**Task to complete**
For the word "IngredientError", state how many lines below contain it. Give no other text.

**Data for this exercise**
★ ★ ★ ★

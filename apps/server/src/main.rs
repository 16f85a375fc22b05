use anyhow::Context;
use pantry::kernel::config::load_config;
use pantry_logger::Logger;
use pantry_server::Server;

#[pantry_runtime::main(high_performance)]
async fn main() -> anyhow::Result<()> {
    let _log = Logger::builder(env!("CARGO_PKG_NAME")).init()?;

    let config_path = std::env::args().nth(1);
    let cfg = load_config(config_path).context("Critical: Configuration is malformed")?;

    Server::builder().config(cfg).build()?.run().await
}
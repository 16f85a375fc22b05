//! Slice registry for feature crates.
//! Each feature hands its initialized state to the kernel as a type-erased [`InitializedSlice`].

use std::any::{Any, TypeId, type_name};
use std::fmt::Debug;

/// Marker trait for feature state that can be shared across threads.
pub trait FeatureSlice: Any + Debug + Send + Sync {
    /// Helper to allow downcasting from the trait object.
    fn as_any(&self) -> &dyn Any;
}

/// A type-erased, initialized feature.
#[derive(Debug)]
pub struct InitializedSlice {
    pub id: TypeId,
    pub name: &'static str,
    pub state: Box<dyn FeatureSlice>,
}

impl InitializedSlice {
    pub fn new<T: FeatureSlice>(state: T) -> Self {
        Self { id: TypeId::of::<T>(), name: type_name::<T>(), state: Box::new(state) }
    }

    /// Borrows the state as `T` if this slice was created from a `T`.
    #[must_use]
    pub fn downcast_ref<T: FeatureSlice>(&self) -> Option<&T> {
        self.state.as_any().downcast_ref::<T>()
    }
}
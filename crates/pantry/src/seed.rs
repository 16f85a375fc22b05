//! Seed catalog: the two ordered record sequences the stores are built from.
//!
//! The default catalog is compiled into the binary. `catalog.seed` in the configuration
//! replaces it with a JSON file of the same layout:
//!
//! ```json
//! { "recipes": [ { "id": "1", "name": "...", "cookTime": 45, ... } ], "ingredients": [ ... ] }
//! ```

use crate::error::{PantryError, PantryErrorExt};
use pantry_domain::config::CatalogConfig;
use pantry_domain::{Ingredient, Recipe};
use serde::Deserialize;
use std::fs;
use std::path::Path;
use tracing::info;

/// The catalog shipped with the binary.
pub const EMBEDDED_CATALOG: &str = include_str!("../seed/catalog.json");

#[derive(Debug, Clone, Default, PartialEq, Eq, Deserialize)]
#[serde(deny_unknown_fields)]
pub struct SeedCatalog {
    #[serde(default)]
    pub recipes: Vec<Recipe>,
    #[serde(default)]
    pub ingredients: Vec<Ingredient>,
}

impl SeedCatalog {
    /// Parses [`EMBEDDED_CATALOG`].
    ///
    /// # Errors
    /// Only if the embedded file is malformed, which the test suite rules out.
    pub fn embedded() -> Result<Self, PantryError> {
        serde_json::from_str::<Self>(EMBEDDED_CATALOG).context("Parsing embedded catalog")
    }

    /// Reads and parses a seed file.
    ///
    /// # Errors
    /// * [`PantryError::Io`] if the file cannot be read.
    /// * [`PantryError::Json`] if it is not a valid catalog.
    pub fn from_path(path: impl AsRef<Path>) -> Result<Self, PantryError> {
        let path = path.as_ref();
        let raw = fs::read_to_string(path)
            .context(format!("Reading seed file {}", path.display()))?;

        serde_json::from_str::<Self>(&raw).context(format!("Parsing seed file {}", path.display()))
    }

    /// The configured seed file, or the embedded catalog when none is configured.
    ///
    /// # Errors
    /// See [`SeedCatalog::from_path`].
    pub fn load(config: &CatalogConfig) -> Result<Self, PantryError> {
        let catalog = match &config.seed {
            Some(path) => Self::from_path(path)?,
            None => Self::embedded()?,
        };
        let source = config.seed.as_ref().map_or_else(|| "embedded".to_owned(), |p| p.display().to_string());
        info!(
            %source,
            recipes = catalog.recipes.len(),
            ingredients = catalog.ingredients.len(),
            "Seed catalog loaded"
        );

        Ok(catalog)
    }
}

#[cfg(test)]
mod tests {
    use super::*;

    #[test]
    fn embedded_catalog_parses() {
        let catalog = SeedCatalog::embedded().unwrap();
        assert_eq!(catalog.recipes.len(), 4);
        assert!(catalog.ingredients.len() >= 4);
    }

    #[test]
    fn missing_sections_default_to_empty() {
        let catalog: SeedCatalog = serde_json::from_str(r#"{ "ingredients": [] }"#).unwrap();
        assert!(catalog.recipes.is_empty());
    }

    #[test]
    fn unknown_top_level_keys_are_rejected() {
        assert!(serde_json::from_str::<SeedCatalog>(r#"{ "recipe": [] }"#).is_err());
    }
}
pub mod api;
pub mod error;
pub mod runtime;
pub mod slice;

use syn::Attribute;

/// Returns `true` when one of the `#[derive(...)]` attributes already names `name`
/// (either bare or as the last path segment, e.g. `thiserror::Error`).
pub fn has_derive(attrs: &[Attribute], name: &str) -> bool {
    let mut found = false;
    for attr in attrs.iter().filter(|attr| attr.path().is_ident("derive")) {
        let _ = attr.parse_nested_meta(|meta| {
            if meta.path.segments.last().is_some_and(|seg| seg.ident == name) {
                found = true;
            }
            Ok(())
        });
    }
    found
}
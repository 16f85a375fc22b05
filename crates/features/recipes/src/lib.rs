//! Recipe feature slice: an immutable, ordered store of [`Recipe`] records with
//! point lookup, full listing and case-insensitive name search.

mod error;
mod store;

pub use crate::error::{RecipeError, RecipeErrorExt};
pub use crate::store::RecipeStore;
use pantry_domain::Recipe;

/// Recipe feature state.
#[pantry_derive::pantry_slice]
pub struct Recipes {
    pub store: RecipeStore,
}

/// Builds the recipe slice from seed records, keeping their order.
///
/// # Errors
/// Returns [`RecipeError`] when two records share an id or a record has an empty name.
pub fn init<I>(records: I) -> Result<Recipes, RecipeError>
where
    I: IntoIterator<Item = Recipe>,
{
    let store = RecipeStore::new(records).context("Building recipe slice")?;
    tracing::info!(recipes = store.len(), "Recipe slice initialized");

    Ok(Recipes::new(RecipesInner { store }))
}
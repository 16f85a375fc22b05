use proc_macro2::TokenStream;
use quote::{format_ident, quote};
use syn::{Fields, ItemStruct};

pub fn expand_slice(input: ItemStruct) -> TokenStream {
    let ItemStruct { attrs, vis, ident, generics, fields, .. } = input;
    if !generics.params.is_empty() {
        return syn::Error::new_spanned(generics, "pantry_slice does not support generics")
            .into_compile_error();
    }
    let inner = format_ident!("{ident}Inner");

    let body = match &fields {
        Fields::Named(_) => quote!(#fields),
        Fields::Unnamed(_) => quote!(#fields;),
        Fields::Unit => quote!(;),
    };

    quote! {
        #(#attrs)*
        #[derive(Debug)]
        #vis struct #inner #body

        #[derive(Debug, Clone)]
        #vis struct #ident {
            inner: ::std::sync::Arc<#inner>,
        }

        impl #ident {
            #[must_use]
            pub fn new(inner: #inner) -> Self {
                Self { inner: ::std::sync::Arc::new(inner) }
            }
        }

        impl ::std::ops::Deref for #ident {
            type Target = #inner;

            fn deref(&self) -> &Self::Target {
                &self.inner
            }
        }

        impl ::pantry_domain::registry::FeatureSlice for #ident {
            fn as_any(&self) -> &dyn ::std::any::Any {
                self
            }
        }
    }
}
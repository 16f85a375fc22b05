mod error;
mod health;
mod router;
mod state;

pub use error::{ApiError, ErrorBody};
pub use health::HealthResponse;
pub use router::system_router;
pub use state::{ApiState, ApiStateBuilder, ApiStateError, ApiStateInner};
use std::borrow::Cow;

/// Errors raised while building the ingredient store.
#[pantry_derive::pantry_error]
pub enum IngredientError {
    /// Two seed records share an id.
    #[error("Duplicate ingredient id{}: {message}", format_context(.context))]
    DuplicateId { message: Cow<'static, str>, context: Option<Cow<'static, str>> },
    /// A seed record breaks a field invariant (e.g. empty name).
    #[error("Invalid ingredient{}: {message}", format_context(.context))]
    Validation { message: Cow<'static, str>, context: Option<Cow<'static, str>> },
}
//! Read-only JSON API over [`Pantry`](crate::Pantry).
//!
//! Handlers fetch the facade from the kernel `ApiState` and translate not-found into
//! `404`. They never touch the stores directly.

mod ingredients;
mod recipes;

use pantry_kernel::server::{ApiError, ApiState};
use utoipa_axum::router::OpenApiRouter;
use utoipa_axum::routes;

/// Catalog routes under `/recipes`, `/ingredients` and `/stats`.
pub fn catalog_router() -> OpenApiRouter<ApiState> {
    OpenApiRouter::new()
        .routes(routes!(recipes::list_recipes))
        .routes(routes!(recipes::search_recipes))
        .routes(routes!(recipes::get_recipe))
        .routes(routes!(recipes::get_recipe_ingredients))
        .routes(routes!(ingredients::list_ingredients))
        .routes(routes!(ingredients::get_ingredient))
        .routes(routes!(recipes::catalog_stats))
}

fn pantry(state: &ApiState) -> Result<&crate::Pantry, ApiError> {
    state.try_get_slice::<crate::Pantry>().map_err(ApiError::from)
}
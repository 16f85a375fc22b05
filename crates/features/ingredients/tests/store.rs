use pantry_domain::registry::InitializedSlice;
use pantry_domain::{Ingredient, RecordId};
use pantry_ingredients::{IngredientError, IngredientStore, Ingredients, init};
use proptest::prelude::*;

fn pantry_shelf() -> Vec<Ingredient> {
    [("1", "Chicken", "500 g"), ("2", "Yogurt", "1 cup"), ("3", "Tomato Sauce", "400 ml"), ("4", "Cream", "100 ml")]
        .into_iter()
        .map(|(id, name, quantity)| Ingredient {
            id: id.into(),
            name: name.to_owned(),
            quantity: quantity.to_owned(),
        })
        .collect()
}

#[test]
fn every_known_id_resolves_to_its_record() {
    let store = IngredientStore::new(pantry_shelf()).unwrap();

    for record in pantry_shelf() {
        let found = store.get_ingredient_by_id(&record.id).expect("known id");
        assert_eq!(found, &record);
    }
    assert!(store.get_ingredient_by_id("999").is_none());
}

#[test]
fn integer_ids_are_coerced() {
    let store = IngredientStore::new(pantry_shelf()).unwrap();

    assert_eq!(store.get_ingredient_by_id(2).map(|i| i.name.as_str()), Some("Yogurt"));
    assert_eq!(store.get_ingredient_by_id(2_u64), store.get_ingredient_by_id("2"));
}

#[test]
fn unknown_ids_are_dropped_from_batches() {
    let store = IngredientStore::new(pantry_shelf()).unwrap();

    let found = store.get_ingredients_by_ids(["1", "999"]);
    assert_eq!(found.len(), 1);
    assert_eq!(found[0].name, "Chicken");
}

#[test]
fn init_produces_registrable_slice() {
    let slice = init(pantry_shelf()).unwrap();
    assert_eq!(slice.store.len(), 4);

    let registered = InitializedSlice::new(slice);
    assert_eq!(registered.id, std::any::TypeId::of::<Ingredients>());
    assert!(registered.downcast_ref::<Ingredients>().is_some());
}

#[test]
fn init_reports_duplicate_ids_with_context() {
    let mut records = pantry_shelf();
    records.push(records[0].clone());

    let err = init(records).unwrap_err();
    assert!(matches!(err, IngredientError::DuplicateId { .. }));
    assert!(err.to_string().contains("Building ingredient slice"), "{err}");
}

proptest! {
    #[test]
    fn batch_lookup_is_a_store_ordered_filter(requested in proptest::collection::vec(0_u32..8, 0..12)) {
        let store = IngredientStore::new(pantry_shelf()).unwrap();
        let found = store.get_ingredients_by_ids(requested.iter().copied());

        let expected: Vec<&Ingredient> = store
            .iter()
            .filter(|record| requested.iter().any(|&id| RecordId::from(id) == record.id))
            .collect();
        prop_assert_eq!(&found, &expected);

        let mut unique_known: Vec<u32> = requested.iter().copied().filter(|id| (1..=4).contains(id)).collect();
        unique_known.sort_unstable();
        unique_known.dedup();
        prop_assert_eq!(found.len(), unique_known.len());
    }

    #[test]
    fn lookups_are_idempotent(id in 0_u32..8) {
        let store = IngredientStore::new(pantry_shelf()).unwrap();
        prop_assert_eq!(store.get_ingredient_by_id(id), store.get_ingredient_by_id(id));
        prop_assert_eq!(store.get_ingredients_by_ids([id]), store.get_ingredients_by_ids([id]));
    }
}
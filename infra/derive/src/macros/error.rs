use super::has_derive;
use proc_macro2::TokenStream;
use quote::{format_ident, quote};
use syn::{Attribute, Data, DeriveInput, Field, Fields, Ident, Type, Variant};

const NAMED_FIELDS_ONLY: &str = "pantry_error variants must use named fields (`Variant { .. }`)";

/// What the expansion needs to know about a single enum variant.
struct ErrorVariant {
    ident: Ident,
    cfg: Vec<Attribute>,
    source: Option<(Ident, Type)>,
    has_context: bool,
    has_message: bool,
}

impl ErrorVariant {
    fn parse(variant: &Variant) -> syn::Result<Self> {
        let fields = match &variant.fields {
            Fields::Named(fields) => fields,
            Fields::Unnamed(unnamed) => {
                return Err(syn::Error::new_spanned(unnamed, NAMED_FIELDS_ONLY));
            },
            Fields::Unit => return Err(syn::Error::new_spanned(&variant.ident, NAMED_FIELDS_ONLY)),
        };

        let mut has_context = false;
        let mut has_message = false;
        let mut source = None;

        for field in &fields.named {
            let Some(name) = &field.ident else { continue };
            if name == "context" {
                if !is_context_type(&field.ty) {
                    return Err(syn::Error::new_spanned(
                        &field.ty,
                        "`context` must be `Option<Cow<'static, str>>`",
                    ));
                }
                has_context = true;
            } else if name == "message" {
                has_message = true;
            } else if name == "source" || marked_source(field) {
                source = Some((name.clone(), field.ty.clone()));
            }
        }

        if source.is_some() && !has_context {
            return Err(syn::Error::new_spanned(
                &variant.ident,
                "variants with a source need `context: Option<Cow<'static, str>>`",
            ));
        }

        Ok(Self {
            ident: variant.ident.clone(),
            cfg: variant.attrs.iter().filter(|a| a.path().is_ident("cfg")).cloned().collect(),
            source,
            has_context,
            has_message,
        })
    }
}

pub fn expand(input: DeriveInput) -> syn::Result<TokenStream> {
    let Data::Enum(data) = &input.data else {
        return Err(syn::Error::new_spanned(&input.ident, "pantry_error only supports enums"));
    };

    let variants = data.variants.iter().map(ErrorVariant::parse).collect::<syn::Result<Vec<_>>>()?;

    let name = &input.ident;
    let ext = format_ident!("{name}Ext");

    let mut derives = Vec::new();
    if !has_derive(&input.attrs, "Debug") {
        derives.push(quote!(Debug));
    }
    if !has_derive(&input.attrs, "Error") {
        derives.push(quote!(::thiserror::Error));
    }
    let derive_attr = (!derives.is_empty()).then(|| quote!(#[derive(#(#derives),*)]));

    let context_arms = variants.iter().filter(|v| v.has_context).map(|v| {
        let (ident, cfg) = (&v.ident, &v.cfg);
        quote!(#(#cfg)* #name::#ident { context, .. } => *context = Some(ctx.into()),)
    });

    let source_impls = variants.iter().filter(|v| v.ident != "Internal").filter_map(|v| {
        let (field, ty) = v.source.as_ref()?;
        let (ident, cfg) = (&v.ident, &v.cfg);
        Some(quote! {
            #(#cfg)*
            #[automatically_derived]
            impl ::core::convert::From<#ty> for #name {
                #[inline]
                fn from(#field: #ty) -> Self {
                    Self::#ident { #field, context: None }
                }
            }

            #(#cfg)*
            #[automatically_derived]
            impl<T> #ext<T> for ::core::result::Result<T, #ty> {
                #[inline]
                fn context(
                    self,
                    ctx: impl Into<::std::borrow::Cow<'static, str>>,
                ) -> ::core::result::Result<T, #name> {
                    self.map_err(|#field| #name::#ident { #field, context: Some(ctx.into()) })
                }
            }
        })
    });

    let internal_impls = variants
        .iter()
        .find(|v| v.ident == "Internal" && v.has_message && v.has_context)
        .map(|v| {
            let cfg = &v.cfg;
            quote! {
                #(#cfg)*
                impl ::core::convert::From<&'static str> for #name {
                    #[inline]
                    fn from(message: &'static str) -> Self {
                        Self::Internal { message: ::std::borrow::Cow::Borrowed(message), context: None }
                    }
                }

                #(#cfg)*
                impl ::core::convert::From<String> for #name {
                    #[inline]
                    fn from(message: String) -> Self {
                        Self::Internal { message: ::std::borrow::Cow::Owned(message), context: None }
                    }
                }
            }
        });

    Ok(quote! {
        #derive_attr
        #input

        /// Attaches a human readable context to a failed result.
        pub trait #ext<T> {
            /// Converts the error into the crate error and records `ctx` on it.
            ///
            /// # Errors
            /// Returns the original failure, annotated with `ctx`.
            fn context(
                self,
                ctx: impl Into<::std::borrow::Cow<'static, str>>,
            ) -> ::core::result::Result<T, #name>;
        }

        #[automatically_derived]
        impl<T> #ext<T> for ::core::result::Result<T, #name> {
            #[inline]
            fn context(self, ctx: impl Into<::std::borrow::Cow<'static, str>>) -> Self {
                self.map_err(|mut err| {
                    #[allow(unreachable_patterns)]
                    match &mut err {
                        #(#context_arms)*
                        _ => {}
                    }
                    err
                })
            }
        }

        #(#source_impls)*
        #internal_impls

        #[allow(dead_code, clippy::ref_option)]
        fn format_context(
            context: &Option<::std::borrow::Cow<'static, str>>,
        ) -> ::std::borrow::Cow<'static, str> {
            match context {
                Some(ctx) => ::std::borrow::Cow::Owned(format!(" ({ctx})")),
                None => ::std::borrow::Cow::Borrowed(""),
            }
        }
    })
}

fn marked_source(field: &Field) -> bool {
    field.attrs.iter().any(|a| a.path().is_ident("source") || a.path().is_ident("from"))
}

/// Accepts `Option<Cow<'static, str>>` with any path prefix on `Option`/`Cow`.
fn is_context_type(ty: &Type) -> bool {
    let rendered: String = quote!(#ty).to_string().chars().filter(|c| !c.is_whitespace()).collect();
    let Some(inner) = rendered.strip_prefix("Option<").or_else(|| {
        rendered.strip_prefix("std::option::Option<").or_else(|| rendered.strip_prefix("core::option::Option<"))
    }) else {
        return false;
    };
    inner.ends_with("Cow<'static,str>>")
        && matches!(
            inner.trim_end_matches("Cow<'static,str>>"),
            "" | "std::borrow::" | "::std::borrow::" | "alloc::borrow::"
        )
}
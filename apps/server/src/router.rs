use axum::Router;
use pantry::kernel::server::{ApiState, system_router};
use pantry::server::catalog_router;
use tower_http::trace::TraceLayer;
use utoipa::OpenApi;
use utoipa_axum::router::OpenApiRouter;
use utoipa_scalar::{Scalar, Servable};

#[derive(OpenApi)]
#[openapi(info(title = "Pantry", description = "Read-only recipe and ingredient catalog"))]
struct ApiDoc;

pub(crate) fn init(state: ApiState) -> Router {
    let api = ApiDoc::openapi();

    let (openapi_routes, api_doc) = OpenApiRouter::with_openapi(api)
        .merge(system_router())
        .merge(catalog_router())
        .layer(TraceLayer::new_for_http())
        .with_state(state)
        .split_for_parts();

    let scalar_routes = Scalar::with_url("/api", api_doc);

    Router::new().merge(openapi_routes).merge(scalar_routes)
}
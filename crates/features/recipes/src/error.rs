use std::borrow::Cow;

/// Errors raised while building the recipe store.
#[pantry_derive::pantry_error]
pub enum RecipeError {
    /// Two seed records share an id.
    #[error("Duplicate recipe id{}: {message}", format_context(.context))]
    DuplicateId { message: Cow<'static, str>, context: Option<Cow<'static, str>> },
    /// A seed record breaks a field invariant (e.g. empty name).
    #[error("Invalid recipe{}: {message}", format_context(.context))]
    Validation { message: Cow<'static, str>, context: Option<Cow<'static, str>> },
}
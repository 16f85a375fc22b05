#[pantry_derive::main(turbo)]
async fn serve() -> Result<(), String> {
    Ok(())
}

fn main() {}
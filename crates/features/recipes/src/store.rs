use crate::error::RecipeError;
use fxhash::FxHashMap;
use pantry_domain::{Recipe, RecordId};

/// Recipe records in seed order, indexed by id.
#[derive(Debug, Default)]
pub struct RecipeStore {
    records: Vec<Recipe>,
    index: FxHashMap<RecordId, usize>,
    // Lowercased names, same positions as `records`.
    search_keys: Vec<String>,
}

impl RecipeStore {
    /// Validates and indexes `records`.
    ///
    /// # Errors
    /// * [`RecipeError::DuplicateId`] if an id appears twice.
    /// * [`RecipeError::Validation`] if a name is blank.
    pub fn new<I>(records: I) -> Result<Self, RecipeError>
    where
        I: IntoIterator<Item = Recipe>,
    {
        let records: Vec<Recipe> = records.into_iter().collect();
        let mut index = FxHashMap::with_capacity_and_hasher(records.len(), Default::default());
        let mut search_keys = Vec::with_capacity(records.len());

        for (position, recipe) in records.iter().enumerate() {
            if recipe.name.trim().is_empty() {
                return Err(RecipeError::Validation {
                    message: format!("recipe '{}' has an empty name", recipe.id).into(),
                    context: None,
                });
            }
            if index.insert(recipe.id.clone(), position).is_some() {
                return Err(RecipeError::DuplicateId {
                    message: recipe.id.to_string().into(),
                    context: None,
                });
            }
            search_keys.push(recipe.name.to_lowercase());
        }

        Ok(Self { records, index, search_keys })
    }

    /// Point lookup; `None` when no recipe has this id.
    pub fn get_recipe_by_id(&self, id: impl Into<RecordId>) -> Option<&Recipe> {
        let id = id.into();
        self.index.get(id.as_str()).map(|&position| &self.records[position])
    }

    /// All recipes in store order.
    #[must_use]
    pub fn get_all_recipes(&self) -> &[Recipe] {
        &self.records
    }

    /// Recipes whose lowercased name contains the lowercased `query`, in store order.
    /// An empty query matches every recipe.
    pub fn search_recipes(&self, query: impl AsRef<str>) -> Vec<&Recipe> {
        let needle = query.as_ref().to_lowercase();

        self.search_keys
            .iter()
            .zip(&self.records)
            .filter(|(key, _)| key.contains(needle.as_str()))
            .map(|(_, recipe)| recipe)
            .collect()
    }

    #[must_use]
    pub fn len(&self) -> usize {
        self.records.len()
    }

    #[must_use]
    pub fn is_empty(&self) -> bool {
        self.records.is_empty()
    }
}
use pantry_derive::pantry_error;

#[pantry_error]
pub enum ShelfError {
    #[error("Shelf error: {message}")]
    Shelf { message: String, context: Option<String> },
}

fn main() {}
use super::pantry;
use crate::CatalogStats;
use axum::Json;
use axum::extract::rejection::QueryRejection;
use axum::extract::{Path, Query, State};
use pantry_derive::api_handler;
use pantry_domain::constants::{INGREDIENTS_TAG, RECIPES_TAG, SYSTEM_TAG};
use pantry_domain::{Ingredient, Recipe};
use pantry_kernel::server::{ApiError, ApiState, ErrorBody};
use serde::Deserialize;
use utoipa::IntoParams;

#[derive(Debug, Default, Deserialize, IntoParams)]
#[into_params(parameter_in = Query)]
pub(super) struct SearchParams {
    /// Case-insensitive name fragment; empty or missing matches every recipe.
    #[serde(default)]
    q: String,
}

#[api_handler(
    get,
    path = "/recipes",
    responses((status = OK, description = "All recipes in catalog order", body = Vec<Recipe>)),
    tag = RECIPES_TAG,
)]
pub(super) async fn list_recipes(State(state): State<ApiState>) -> Result<Json<Vec<Recipe>>, ApiError> {
    Ok(Json(pantry(&state)?.get_all_recipes().to_vec()))
}

#[api_handler(
    get,
    path = "/recipes/search",
    params(SearchParams),
    responses(
        (status = OK, description = "Recipes whose name contains the query", body = Vec<Recipe>),
        (status = BAD_REQUEST, description = "Malformed query string", body = ErrorBody),
    ),
    tag = RECIPES_TAG,
)]
pub(super) async fn search_recipes(
    State(state): State<ApiState>,
    params: Result<Query<SearchParams>, QueryRejection>,
) -> Result<Json<Vec<Recipe>>, ApiError> {
    let Query(params) = params?;
    let matches = pantry(&state)?.search_recipes(&params.q);
    Ok(Json(matches.into_iter().cloned().collect()))
}

#[api_handler(
    get,
    path = "/recipes/{id}",
    params(("id" = String, Path, description = "Recipe id")),
    responses(
        (status = OK, description = "The recipe", body = Recipe),
        (status = NOT_FOUND, description = "No recipe with this id", body = ErrorBody),
    ),
    tag = RECIPES_TAG,
)]
pub(super) async fn get_recipe(
    State(state): State<ApiState>,
    Path(id): Path<String>,
) -> Result<Json<Recipe>, ApiError> {
    pantry(&state)?
        .get_recipe_by_id(&id)
        .cloned()
        .map(Json)
        .ok_or_else(|| ApiError::not_found(format!("recipe '{id}'")))
}

#[api_handler(
    get,
    path = "/recipes/{id}/ingredients",
    params(("id" = String, Path, description = "Recipe id")),
    responses(
        (status = OK, description = "Ingredients of the recipe, unknown ids dropped", body = Vec<Ingredient>),
        (status = NOT_FOUND, description = "No recipe with this id", body = ErrorBody),
    ),
    tag = INGREDIENTS_TAG,
)]
pub(super) async fn get_recipe_ingredients(
    State(state): State<ApiState>,
    Path(id): Path<String>,
) -> Result<Json<Vec<Ingredient>>, ApiError> {
    let pantry = pantry(&state)?;
    let recipe =
        pantry.get_recipe_by_id(&id).ok_or_else(|| ApiError::not_found(format!("recipe '{id}'")))?;

    Ok(Json(pantry.resolve_ingredients(recipe).into_iter().cloned().collect()))
}

#[api_handler(
    get,
    path = "/stats",
    responses((status = OK, description = "Catalog record counts", body = CatalogStats)),
    tag = SYSTEM_TAG,
)]
pub(super) async fn catalog_stats(State(state): State<ApiState>) -> Result<Json<CatalogStats>, ApiError> {
    Ok(Json(pantry(&state)?.stats()))
}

★ ★ ★ ★

**Reply**
3